Next, the gt() function from the {gt} package is used create the table. The majors will be arranged from top to bottom based on the number of students, but we also want to draw attention to the values for terms to degree. To accomplish that, color-coding is added using the data_color() function. Cells with longer terms to degree have a darker blue color, while cells with shorter terms to degree have a lighter blue color.

ttd_table %>%
  gt() %>%
  cols_align(
    align = "center", 
    columns = c("Number of Students", "Terms to Degree", "Graduation Rate (%)")
  ) %>% 
  tab_header(
    title = "Top 20 First Declared Majors by Number of Students, 2019-2024"
  ) %>%
  data_color(
    columns = c("Terms to Degree"),
    colors = scales::col_numeric(
      c("white", "#0554A3", "#2B3555"), 
      domain = c(7.7, 9.1)
    )
  ) %>% 
  tab_footnote("NOTE: Graduate Rate is the 6-year rate.")
Top 20 First Declared Majors by Number of Students, 2019-2024
Major Number of Students Terms to Degree Graduation Rate (%)
Major 8 1272 8.6 55.7
Major 12 1173 8.8 50.6
Major 62 503 9.0 49.7
Major 46 487 8.6 52.8
Major 13 434 8.7 42.2
Major 19 431 8.4 48.5
Major 64 394 8.1 60.2
Major 60 384 8.5 56.2
Major 53 376 8.3 56.4
Major 31 357 8.5 53.5
Major 49 327 8.6 47.4
Major 11 262 8.7 46.6
Major 44 245 8.4 60.4
Major 6 229 8.7 48.5
Major 14 215 7.9 66.5
Major 47 215 8.6 45.1
Major 58 215 8.3 61.9
Major 54 209 8.1 48.8
Major 43 180 8.0 53.9
Major 48 179 8.3 46.9
NOTE: Graduate Rate is the 6-year rate.

Visualizations

So far, we’ve identified the 20 most popular first-declared majors and determined two key performance indicators for each major: (1) the average terms to degree and (2) the graduation rate. Next, we will create three figures to help uncover patterns in the data and effectively communicate these insights to leadership.

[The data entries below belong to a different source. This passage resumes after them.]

/// The five block kinds. Fixed at construction; a block never changes type.
#[derive(Debug, Clone, Copy, PartialEq, Eq)]
pub enum BlockType {
    Send,
    Receive,
    Open,
    Change,
    State,
}

impl BlockType {
    /// The type name as used in the wire format.
    pub fn as_str(&self) -> &'static str {
        match self {
            BlockType::Send => "send",
            BlockType::Receive => "receive",
            BlockType::Open => "open",
            BlockType::Change => "change",
            BlockType::State => "state",
        }
    }

    fn required_params(&self) -> &'static [&'static str] {
        match self {
            BlockType::Send => &["type", "previous", "destination", "balance"],
            BlockType::Receive => &["type", "previous", "source"],
            BlockType::Open => &["type", "source", "representative", "account"],
            BlockType::Change => &["type", "previous", "representative"],
            BlockType::State => &[
                "type",
                "account",
                "previous",
                "representative",
                "balance",
                "link",
            ],
        }
    }

    fn optional_params(&self) -> &'static [&'static str] {
        match self {
            BlockType::Send | BlockType::Receive | BlockType::Change => {
                &["work", "signature", "account"]
            }
            BlockType::Open => &["work", "signature"],
            BlockType::State => &["work", "signature", "link_as_account"],
        }
    }
}

impl fmt::Display for BlockType {
    fn fmt(&self, f: &mut fmt::Formatter<'_>) -> fmt::Result {
        write!(f, "{}", self.as_str())
    }
}

impl FromStr for BlockType {
    type Err = BlockError;

    fn from_str(s: &str) -> Result<Self, Self::Err> {
        match s {
            "send" => Ok(BlockType::Send),
            "receive" => Ok(BlockType::Receive),
            "open" => Ok(BlockType::Open),
            "change" => Ok(BlockType::Change),
            "state" => Ok(BlockType::State),
            other => Err(BlockError::InvalidBlockType(other.to_string())),
        }
    }
}

/// Transaction classification, distinct from the stored block type.
///
/// Legacy blocks classify as themselves. State blocks derive their
/// classification from the `link` and `previous` fields.
#[derive(Debug, Clone, Copy, PartialEq, Eq)]
pub enum TxType {
    Send,
    Receive,
    Open,
    Change,
    Epoch,
    SendOrReceive,
}

impl TxType {
    pub fn as_str(&self) -> &'static str {
        match self {
            TxType::Send => "send",
            TxType::Receive => "receive",
            TxType::Open => "open",
            TxType::Change => "change",
            TxType::Epoch => "epoch",
            TxType::SendOrReceive => "send/receive",
        }
    }
}

impl fmt::Display for TxType {
    fn fmt(&self, f: &mut fmt::Formatter<'_>) -> fmt::Result {
        write!(f, "{}", self.as_str())
    }
}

  1. The first figure is a bubble plot with quadrants. A bubble plot is a type of scatter plot that is used to display 3 variables (one variable on the x-axis, one variable on the y-axis, and one variable that corresponds to the size of the points/bubbles). Quadrants are used to help identify which of the first-declared majors have a relatively longer time to degree and a lower graduation rate.

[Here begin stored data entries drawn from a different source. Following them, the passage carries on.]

#[cfg(test)]
mod tests {
    use super::*;

    const SEED: &str = "bba817a4fa1418e10d014c99055c4922afa0f84b324e7850baf4b3b8b6af1a5b";
    const FIRST_PRIVATE_KEY: &str =
        "64e0752579d3e6a6ea4f60b6596ff62cd59fc3160a687fe999522121d0a73c06";
    const FIRST_PUBLIC_KEY: &str =
        "6ab5902b8e71b57f4b7680368eca010aa658affec3fd00adb4155dcee14efe29";
    const FIRST_ACCOUNT_ID_XRB: &str =
        "xrb_1took1orwwfohx7qf13pju7144o8d4qzxizx14pua7cxsuinxzjbb6goarud";
    const FIRST_ACCOUNT_ID_NANO: &str =
        "nano_1took1orwwfohx7qf13pju7144o8d4qzxizx14pua7cxsuinxzjbb6goarud";
    const BURN_ACCOUNT_ID: &str =
        "xrb_1111111111111111111111111111111111111111111111111111hifc8npp";

    #[test]
    fn test_validate_seed() {
        assert_eq!(validate_seed(&"a".repeat(63)), Err(AccountError::InvalidSeed));
        assert_eq!(validate_seed(&"g".repeat(64)), Err(AccountError::InvalidSeed));
        assert!(validate_seed(SEED).is_ok());
    }

    #[test]
    fn test_generate_account_private_key() {
        assert_eq!(
            generate_account_private_key(&"a".repeat(63), 0),
            Err(AccountError::InvalidSeed)
        );

        assert_eq!(
            generate_account_private_key(SEED, 0).unwrap(),
            FIRST_PRIVATE_KEY
        );
        assert_eq!(
            generate_account_private_key(SEED, 1).unwrap(),
            "69def30716080acafa63a257e513b02cffce6736a566fc89afcdc81b08e54d7d"
        );
        assert_eq!(
            generate_account_private_key(SEED, 10).unwrap(),
            "da45500aeb14c367fb9d8bb00c9e77152c418e1e6e472858856a72d9420859fd"
        );
    }

    #[test]
    fn test_generate_account_key_pair_is_deterministic() {
        let a = generate_account_key_pair(SEED, 0).unwrap();
        let b = generate_account_key_pair(SEED, 0).unwrap();
        assert_eq!(a, b);
        assert_eq!(a.private, FIRST_PRIVATE_KEY);
        assert_eq!(a.public, FIRST_PUBLIC_KEY);
    }

    #[test]
    fn test_key_pair_from_private_key() {
        assert_eq!(
            key_pair_from_private_key(&"a".repeat(63)),
            Err(AccountError::InvalidPrivateKey)
        );
        assert_eq!(
            key_pair_from_private_key(&"g".repeat(64)),
            Err(AccountError::InvalidPrivateKey)
        );

        let key_pair = key_pair_from_private_key(FIRST_PRIVATE_KEY).unwrap();
        assert_eq!(key_pair.private, FIRST_PRIVATE_KEY);
        assert_eq!(key_pair.public, FIRST_PUBLIC_KEY);
    }

    #[test]
    fn test_get_account_id_from_public_key() {
        assert_eq!(
            get_account_id(KeySource::PublicKey(&"a".repeat(65)), AccountPrefix::Xrb),
            Err(AccountError::InvalidPublicKey)
        );

        assert_eq!(
            get_account_id(KeySource::PublicKey(&"0".repeat(64)), AccountPrefix::Xrb).unwrap(),
            BURN_ACCOUNT_ID
        );
        assert_eq!(
            get_account_id(KeySource::PublicKey(FIRST_PUBLIC_KEY), AccountPrefix::Xrb).unwrap(),
            FIRST_ACCOUNT_ID_XRB
        );
        assert_eq!(
            get_account_id(KeySource::PublicKey(FIRST_PUBLIC_KEY), AccountPrefix::Nano).unwrap(),
            FIRST_ACCOUNT_ID_NANO
        );
    }

    #[test]
    fn test_get_account_id_from_private_key() {
        assert_eq!(
            get_account_id(KeySource::PrivateKey(&"g".repeat(64)), AccountPrefix::Xrb),
            Err(AccountError::InvalidPrivateKey)
        );

        assert_eq!(
            get_account_id(KeySource::PrivateKey(&"0".repeat(64)), AccountPrefix::Xrb).unwrap(),
            "xrb_18gmu6engqhgtjnppqam181o5nfhj4sdtgyhy36dan3jr9spt84rzwmktafc"
        );
        assert_eq!(
            get_account_id(KeySource::PrivateKey(FIRST_PRIVATE_KEY), AccountPrefix::Xrb).unwrap(),
            FIRST_ACCOUNT_ID_XRB
        );
    }

    #[test]
    fn test_get_account_public_key() {
        assert_eq!(
            get_account_public_key(AccountSource::AccountId(FIRST_ACCOUNT_ID_XRB)).unwrap(),
            FIRST_PUBLIC_KEY
        );
        assert_eq!(
            get_account_public_key(AccountSource::AccountId(FIRST_ACCOUNT_ID_NANO)).unwrap(),
            FIRST_PUBLIC_KEY
        );
        assert_eq!(
            get_account_public_key(AccountSource::PrivateKey(FIRST_PRIVATE_KEY)).unwrap(),
            FIRST_PUBLIC_KEY
        );
    }

    #[test]
    fn test_account_id_round_trip() {
        for prefix in [AccountPrefix::Xrb, AccountPrefix::Nano] {
            let id = get_account_id(KeySource::PublicKey(FIRST_PUBLIC_KEY), prefix).unwrap();
            let public_key = get_account_public_key(AccountSource::AccountId(&id)).unwrap();
            assert_eq!(public_key, FIRST_PUBLIC_KEY);
        }
    }

    #[test]
    fn test_invalid_account_ids() {
        // Unrecognized prefix
        assert_eq!(
            get_account_public_key(AccountSource::AccountId(
                "ban_1took1orwwfohx7qf13pju7144o8d4qzxizx14pua7cxsuinxzjbb6goarud"
            )),
            Err(AccountError::InvalidAccount)
        );
        // No separator at all
        assert_eq!(
            get_account_public_key(AccountSource::AccountId("nonsense")),
            Err(AccountError::InvalidAccount)
        );
        // Wrong length
        assert_eq!(
            get_account_public_key(AccountSource::AccountId(
                "xrb_1took1orwwfohx7qf13pju7144o8d4qzxizx14pua7cxsuinxzjbb6goaru"
            )),
            Err(AccountError::InvalidAccount)
        );
        // First data character outside the permitted set
        assert_eq!(
            get_account_public_key(AccountSource::AccountId(
                "xrb_4took1orwwfohx7qf13pju7144o8d4qzxizx14pua7cxsuinxzjbb6goarud"
            )),
            Err(AccountError::InvalidAccount)
        );
        // Character outside the alphabet
        assert_eq!(
            get_account_public_key(AccountSource::AccountId(
                "xrb_1took2orwwfohx7qf13pju7144o8d4qzxizx14pua7cxsuinxzjbb6goarud"
            )),
            Err(AccountError::InvalidAccount)
        );
    }

    #[test]
    fn test_corrupted_checksum_is_rejected() {
        // Corrupt each checksum character in turn; every single-character
        // change must be caught.
        let data_start = FIRST_ACCOUNT_ID_XRB.len() - 8;
        for i in data_start..FIRST_ACCOUNT_ID_XRB.len() {
            let mut corrupted: Vec<char> = FIRST_ACCOUNT_ID_XRB.chars().collect();
            corrupted[i] = if corrupted[i] == '1' { '3' } else { '1' };
            let corrupted: String = corrupted.into_iter().collect();
            assert_eq!(
                get_account_public_key(AccountSource::AccountId(&corrupted)),
                Err(AccountError::ChecksumMismatch),
                "corruption at index {} was not caught",
                i
            );
        }
    }

    #[test]
    fn test_is_account_id_valid() {
        assert!(is_account_id_valid(FIRST_ACCOUNT_ID_XRB));
        assert!(is_account_id_valid(BURN_ACCOUNT_ID));
        assert!(!is_account_id_valid("xrb_invalid"));
    }

    #[test]
    fn test_generate_account_id() {
        assert_eq!(generate_account_id(SEED, 0).unwrap(), FIRST_ACCOUNT_ID_XRB);
    }

    #[test]
    fn test_generate_seed() {
        let seed = generate_seed();
        assert_eq!(seed.len(), 64);
        assert!(validate_seed(&seed).is_ok());
        assert_ne!(seed, generate_seed());
    }
}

  2. The second figure is a stacked bar chart, which is used for displaying two categorical variables. In our case, one variable is the major and the other is the time to degree category. This chart will help determine how many students within each major graduate within different time to degree categories.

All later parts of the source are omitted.